### Data for the task

━━━

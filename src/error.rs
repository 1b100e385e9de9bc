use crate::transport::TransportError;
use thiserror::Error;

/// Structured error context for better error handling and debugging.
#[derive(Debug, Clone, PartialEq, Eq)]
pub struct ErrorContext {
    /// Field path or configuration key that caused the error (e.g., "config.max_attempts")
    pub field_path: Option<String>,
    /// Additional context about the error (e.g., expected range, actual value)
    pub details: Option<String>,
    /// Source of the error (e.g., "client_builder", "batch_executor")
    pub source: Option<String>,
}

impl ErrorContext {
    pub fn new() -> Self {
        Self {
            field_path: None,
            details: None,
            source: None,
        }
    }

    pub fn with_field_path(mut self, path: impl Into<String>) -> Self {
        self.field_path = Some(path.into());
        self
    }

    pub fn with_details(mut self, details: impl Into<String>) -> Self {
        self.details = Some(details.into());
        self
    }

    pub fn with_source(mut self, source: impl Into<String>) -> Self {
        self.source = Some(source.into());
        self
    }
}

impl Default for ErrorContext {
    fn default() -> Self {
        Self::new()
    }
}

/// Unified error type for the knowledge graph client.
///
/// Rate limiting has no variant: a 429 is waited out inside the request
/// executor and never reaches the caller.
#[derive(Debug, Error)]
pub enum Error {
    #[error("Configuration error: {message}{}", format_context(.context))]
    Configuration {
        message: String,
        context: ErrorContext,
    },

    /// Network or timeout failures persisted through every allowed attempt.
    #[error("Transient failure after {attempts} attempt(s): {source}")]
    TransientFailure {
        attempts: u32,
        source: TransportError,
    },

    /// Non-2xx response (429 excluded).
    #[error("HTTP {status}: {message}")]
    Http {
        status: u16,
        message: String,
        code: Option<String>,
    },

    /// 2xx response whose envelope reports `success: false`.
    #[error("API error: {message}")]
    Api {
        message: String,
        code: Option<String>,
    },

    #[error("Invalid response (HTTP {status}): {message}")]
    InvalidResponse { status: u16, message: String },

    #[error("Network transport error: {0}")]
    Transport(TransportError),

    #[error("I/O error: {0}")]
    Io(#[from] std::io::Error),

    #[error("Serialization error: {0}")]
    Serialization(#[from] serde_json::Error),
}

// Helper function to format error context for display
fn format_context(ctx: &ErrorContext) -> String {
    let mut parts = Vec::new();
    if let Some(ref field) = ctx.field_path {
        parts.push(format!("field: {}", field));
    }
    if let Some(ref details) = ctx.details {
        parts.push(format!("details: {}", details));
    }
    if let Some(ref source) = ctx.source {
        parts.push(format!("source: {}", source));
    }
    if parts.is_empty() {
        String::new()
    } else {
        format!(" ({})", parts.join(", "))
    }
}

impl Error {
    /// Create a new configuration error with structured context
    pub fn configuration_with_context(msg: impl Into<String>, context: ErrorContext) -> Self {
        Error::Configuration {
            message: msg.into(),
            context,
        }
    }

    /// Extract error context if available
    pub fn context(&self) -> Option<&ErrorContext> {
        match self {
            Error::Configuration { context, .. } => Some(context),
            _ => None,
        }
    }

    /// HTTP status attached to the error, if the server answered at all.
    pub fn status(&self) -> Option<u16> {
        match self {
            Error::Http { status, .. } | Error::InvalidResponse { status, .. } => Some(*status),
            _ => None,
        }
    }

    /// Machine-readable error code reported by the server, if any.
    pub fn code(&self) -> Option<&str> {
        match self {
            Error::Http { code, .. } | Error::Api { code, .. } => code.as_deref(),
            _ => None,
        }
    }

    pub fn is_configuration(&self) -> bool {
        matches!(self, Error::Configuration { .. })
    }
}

━━━

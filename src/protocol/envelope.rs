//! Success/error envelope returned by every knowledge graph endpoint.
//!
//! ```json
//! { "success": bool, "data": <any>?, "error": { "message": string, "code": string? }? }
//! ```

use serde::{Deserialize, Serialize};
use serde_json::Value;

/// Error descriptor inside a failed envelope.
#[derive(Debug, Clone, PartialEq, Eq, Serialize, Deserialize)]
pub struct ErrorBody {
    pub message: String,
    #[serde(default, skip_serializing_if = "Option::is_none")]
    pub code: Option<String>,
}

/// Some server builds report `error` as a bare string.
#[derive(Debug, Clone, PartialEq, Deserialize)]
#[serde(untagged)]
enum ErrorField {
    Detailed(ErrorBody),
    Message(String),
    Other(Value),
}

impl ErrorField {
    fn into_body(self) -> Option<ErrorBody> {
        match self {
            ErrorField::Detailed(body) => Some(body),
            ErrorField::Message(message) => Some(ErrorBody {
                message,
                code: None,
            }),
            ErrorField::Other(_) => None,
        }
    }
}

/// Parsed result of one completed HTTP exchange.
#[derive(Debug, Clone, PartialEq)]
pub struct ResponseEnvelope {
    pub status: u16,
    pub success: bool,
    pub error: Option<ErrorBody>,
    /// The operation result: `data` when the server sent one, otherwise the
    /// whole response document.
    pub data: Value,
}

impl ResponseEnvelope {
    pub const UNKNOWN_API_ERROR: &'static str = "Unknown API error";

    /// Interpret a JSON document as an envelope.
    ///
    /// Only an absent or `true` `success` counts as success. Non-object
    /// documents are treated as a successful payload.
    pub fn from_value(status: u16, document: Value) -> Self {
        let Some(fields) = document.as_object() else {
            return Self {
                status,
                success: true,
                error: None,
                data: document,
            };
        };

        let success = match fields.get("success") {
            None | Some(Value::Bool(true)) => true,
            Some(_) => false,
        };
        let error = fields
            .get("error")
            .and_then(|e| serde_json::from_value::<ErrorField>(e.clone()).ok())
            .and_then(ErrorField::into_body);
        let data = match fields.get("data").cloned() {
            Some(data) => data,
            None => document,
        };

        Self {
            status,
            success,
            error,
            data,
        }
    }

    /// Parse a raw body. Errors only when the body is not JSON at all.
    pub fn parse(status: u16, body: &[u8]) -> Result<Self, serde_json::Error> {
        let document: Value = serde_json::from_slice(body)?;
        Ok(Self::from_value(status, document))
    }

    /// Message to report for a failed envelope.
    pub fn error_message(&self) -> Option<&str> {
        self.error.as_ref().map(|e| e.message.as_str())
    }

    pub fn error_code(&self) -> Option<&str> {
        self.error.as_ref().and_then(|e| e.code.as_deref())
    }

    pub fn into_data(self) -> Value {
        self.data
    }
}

━━━

### What to produce
Throughout the material above, find lines holding the word "details", then copy them.

### Exercise solution
    pub details: Option<String>,
            details: None,
    pub fn with_details(mut self, details: impl Into<String>) -> Self {
        self.details = Some(details.into());
    if let Some(ref details) = ctx.details {
        parts.push(format!("details: {}", details));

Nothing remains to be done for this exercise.